The shooting, which killed Major General Harold J. Greene, rocked the US-led project to train up the Afghan army as North Atlantic Treaty Organization (NATO) combat forces withdraw after 13 years of fighting the Taliban.
The assault is the first time a US general has been killed in a combat zone since the Vietnam War, and will do little to alleviate deep mistrust between international troops and their Afghan allies.
Greene, who was the deputy for acquisitions at the US Army headquarters in Washington, was also the highest-ranking US officer slain since the September 11, 2001 attacks, when Lieutenant General Timothy Joseph Maude was killed by a hijacked airliner that crashed into the Pentagon.
The Afghan soldier was himself killed after he opened fire during a high-level visit by NATO officers on Tuesday to the Marshal Fahim National Defense University, a sprawling training complex on the outskirts of the capital.
“Our thoughts and prayers are with Major General Harold J. Greene’s family, and the families of our soldiers who were injured today in the tragic events,” said US army chief General Ray Odierno.
A US official, speaking to Agence France-Presse on condition of anonymity, said that around 15 people were injured, including eight Americans.
The nationalities of the other victims were unclear, but the German army said that one of its generals was wounded, while officials in Kabul said at least three Afghan officers were hurt.
Fierce mistrust among troops
Afghan officials had earlier described the attacker as a man wearing Afghan uniform, suggesting he may not have been a soldier. But US officials later confirmed the assailant was a soldier.
The shooting was by far the highest profile “insider attack” of the Afghan conflict, in which scores of US-led NATO troops have been killed by Afghan soldiers turning their guns on their allies.
Also known as “green on blue” attacks, the killings have bred fierce mistrust among soldiers and forced joint patrols to be overseen by armed guards.
The Taliban did not immediately claim responsibility for the attack, and Western officials say that most such attacks stem from personal grudges and cultural misunderstandings rather than insurgent plots.
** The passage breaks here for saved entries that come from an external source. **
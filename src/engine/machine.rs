//! State machine with linear undo/redo history.

use crate::config::{ConfigError, MachineConfig};
use crate::core::{Event, HistoryMove, State, TransitionTable, UndoHistory};
use crate::engine::error::TransitionError;

/// Finite state machine that remembers where it has been.
///
/// Every forward move (`change_state`, `trigger`) pushes the state being
/// left onto the undo stack and discards the redo stack. `undo` and `redo`
/// walk the two stacks without consulting the transition table.
///
/// # Example
///
/// ```rust
/// use retrace::StateMachine;
///
/// let mut machine: StateMachine<String, String> = StateMachine::from_json(r#"{
///     "initial": "idle",
///     "states": {
///         "idle": { "transitions": { "start": "running" } },
///         "running": { "transitions": { "stop": "idle" } }
///     }
/// }"#).unwrap();
///
/// machine.trigger("start").unwrap();
/// assert_eq!(machine.state(), "running");
///
/// assert!(machine.undo().moved());
/// assert_eq!(machine.state(), "idle");
/// ```
#[derive(Clone, Debug)]
pub struct StateMachine<S: State, E: Event> {
    table: TransitionTable<S, E>,
    initial: S,
    current: S,
    history: UndoHistory<S>,
}

impl<S: State, E: Event> StateMachine<S, E> {
    /// Create a machine from an optional configuration.
    ///
    /// Fails with `ConfigError::Missing` when `config` is `None`.
    pub fn new(config: Option<MachineConfig<S, E>>) -> Result<Self, ConfigError> {
        let config = config.ok_or(ConfigError::Missing)?;
        Self::from_config(config)
    }

    /// Validate `config` and take ownership of its transition table.
    pub fn from_config(config: MachineConfig<S, E>) -> Result<Self, ConfigError> {
        config.validate()?;

        let initial = config.initial.clone();
        let table = TransitionTable::new(config.into_definitions());

        tracing::debug!(
            initial = initial.name(),
            states = table.len(),
            "State machine created"
        );

        Ok(Self {
            table,
            current: initial.clone(),
            initial,
            history: UndoHistory::new(),
        })
    }

    /// Parse, validate and build from a JSON document.
    pub fn from_json(json: &str) -> Result<Self, ConfigError> {
        Self::from_config(MachineConfig::from_json(json)?)
    }

    /// Get current state
    pub fn state(&self) -> &S {
        &self.current
    }

    /// Get the configured initial state
    pub fn initial(&self) -> &S {
        &self.initial
    }

    pub fn table(&self) -> &TransitionTable<S, E> {
        &self.table
    }

    pub fn history(&self) -> &UndoHistory<S> {
        &self.history
    }

    /// Jump directly to `target`, ignoring the event structure.
    ///
    /// Any declared state is a valid target.
    pub fn change_state(&mut self, target: impl Into<S>) -> Result<&S, TransitionError> {
        let target = target.into();
        if !self.table.contains_state(&target) {
            return Err(TransitionError::UnknownState {
                state: target.name().to_string(),
            });
        }

        Ok(self.advance(target, None))
    }

    /// Follow the transition `event` names out of the current state.
    pub fn trigger(&mut self, event: impl Into<E>) -> Result<&S, TransitionError> {
        let event = event.into();
        let Some(target) = self.table.target(&self.current, &event).cloned() else {
            return Err(TransitionError::UnknownTransition {
                state: self.current.name().to_string(),
                event: event.name().to_string(),
            });
        };

        Ok(self.advance(target, Some(&event)))
    }

    /// Return to the configured initial state.
    ///
    /// History is left untouched: the undo and redo stacks keep every
    /// entry they held before the reset. Call `clear_history` as well for
    /// a clean slate.
    pub fn reset(&mut self) {
        tracing::debug!(
            from = self.current.name(),
            to = self.initial.name(),
            "State machine reset"
        );
        self.current = self.initial.clone();
    }

    /// Declared states, optionally narrowed to those where `event` is a
    /// valid trigger. Order follows declaration order.
    pub fn states(&self, event: Option<&E>) -> Vec<&S> {
        match event {
            Some(event) => self.table.states_with(event),
            None => self.table.states(),
        }
    }

    pub fn all_states(&self) -> Vec<&S> {
        self.table.states()
    }

    pub fn states_with(&self, event: &E) -> Vec<&S> {
        self.table.states_with(event)
    }

    /// Events that `trigger` accepts in the current state.
    pub fn available_events(&self) -> Vec<&E> {
        self.table.events(&self.current)
    }

    pub fn can_trigger(&self, event: &E) -> bool {
        self.table.target(&self.current, event).is_some()
    }

    pub fn can_undo(&self) -> bool {
        self.history.can_undo()
    }

    pub fn can_redo(&self) -> bool {
        self.history.can_redo()
    }

    /// Step back to the previously active state.
    ///
    /// The state being left becomes available to `redo`.
    pub fn undo(&mut self) -> HistoryMove<S> {
        match self.history.step_back(&self.current) {
            Some(previous) => self.jump("Undo", previous),
            None => HistoryMove::NoHistory,
        }
    }

    /// Re-apply the most recently undone state.
    ///
    /// Redo does not push the state it leaves onto the undo stack. After
    /// `undo(); redo();` the state that was current before the redo can no
    /// longer be undone to, so a following `undo` goes back one step
    /// further than a symmetric history would.
    pub fn redo(&mut self) -> HistoryMove<S> {
        match self.history.step_forward() {
            Some(next) => self.jump("Redo", next),
            None => HistoryMove::NoHistory,
        }
    }

    /// Forget both undo and redo stacks. The current state is kept.
    pub fn clear_history(&mut self) {
        self.history.clear();
    }

    fn advance(&mut self, target: S, event: Option<&E>) -> &S {
        let prior = std::mem::replace(&mut self.current, target);
        tracing::debug!(
            from = prior.name(),
            to = self.current.name(),
            event = event.map(|e| e.name()),
            "State changed"
        );
        self.history.record(prior);
        &self.current
    }

    fn jump(&mut self, direction: &'static str, target: S) -> HistoryMove<S> {
        let from = std::mem::replace(&mut self.current, target);
        tracing::debug!(
            from = from.name(),
            to = self.current.name(),
            undo = self.history.undo_len(),
            redo = self.history.redo_len(),
            "{direction} applied"
        );
        HistoryMove::Moved {
            from,
            to: self.current.clone(),
        }
    }
}
//! Configuration errors.

use thiserror::Error;

/// A single problem found while validating a machine configuration.
#[derive(Debug, Clone, PartialEq, Eq, Error)]
pub enum ConfigProblem {
    #[error("initial state '{state}' is not declared")]
    UnknownInitialState { state: String },

    #[error("state '{state}' is declared more than once")]
    DuplicateState { state: String },

    #[error("state '{state}' declares event '{event}' more than once")]
    DuplicateEvent { state: String, event: String },

    #[error("state '{state}' has event '{event}' targeting undeclared state '{target}'")]
    UnknownTarget {
        state: String,
        event: String,
        target: String,
    },
}

/// Errors that can occur when loading or validating configuration.
#[derive(Debug, Clone, PartialEq, Error)]
pub enum ConfigError {
    /// No configuration was supplied
    #[error("Config does not exist")]
    Missing,

    /// A builder was asked for a configuration before `.initial(..)`
    #[error("Initial state not specified. Call .initial(state) before .build()")]
    MissingInitialState,

    /// The configuration document could not be parsed
    #[error("Config could not be parsed: {0}")]
    Parse(String),

    /// The configuration parsed but describes an inconsistent machine.
    /// Every problem found is reported, not just the first.
    #[error("Config is invalid: {}", describe(.problems))]
    Invalid { problems: Vec<ConfigProblem> },
}

impl ConfigError {
    /// Problems carried by an `Invalid` error; empty otherwise.
    pub fn problems(&self) -> &[ConfigProblem] {
        match self {
            Self::Invalid { problems } => problems.as_slice(),
            _ => &[],
        }
    }
}

fn describe(problems: &[ConfigProblem]) -> String {
    problems
        .iter()
        .map(ToString::to_string)
        .collect::<Vec<_>>()
        .join("; ")
}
“Insider attacks” declined rapidly last year as NATO combat troops closed many bases and reduced operations before their complete withdrawal by the end of this year. Screening of Afghan army recruits was also tightened.
Pentagon spokesman Rear Admiral John Kirby described the attack as an isolated incident, and credited Afghan troops for their work in securing national elections.
“It’s impossible to eliminate—completely eliminate—that threat, I think, particularly in a place like Afghanistan, but you can work hard to mitigate it,” he said.
President Hamid Karzai condemned Tuesday’s attack as a “cowardly” strike against Afghan and NATO officers.
“It is the work of those enemies who do not want to see Afghanistan have its own strong institutions,” he said.
General Mohammed Afzal Aman, the chief of staff for operations at the Afghan Ministry of Defence, told Agence France-Presse that three Afghan army officers were injured.
“ISAF [International Security Assistance Force] have quarantined the site, allowing nobody, including Afghan forces, to approach,” he said.
An official statement from Berlin said the injured German brigadier general was not in a life-threatening condition.
The Afghan military has been built from scratch since the fall of the Taliban regime in 2001, and it has struggled with high casualty rates, “insider attack” killings, mass desertions, and equipment shortages.
In February this year, two Afghan men wearing military uniforms shot dead two US soldiers in the eastern province of Kapisa.
Also on Tuesday, Afghan officials accused an ISAF air strike of killing four civilians in the western province of Herat.
“After rockets were fired at Shindand airbase, an aircraft carried out strikes on the area where they were launched,” Herat’s deputy governor Asiludin Jami told Agence France-Presse.
“A man, a woman, a kid and a teenager were killed. They were all civilians,” he added.
ISAF said it took all allegations of civilian casualties seriously, and was assessing the facts surrounding Monday’s incident.
Afghanistan is holding an audit of eight million votes cast in presidential elections as a dispute over fraud threatens to trigger a spiral of ethnic violence.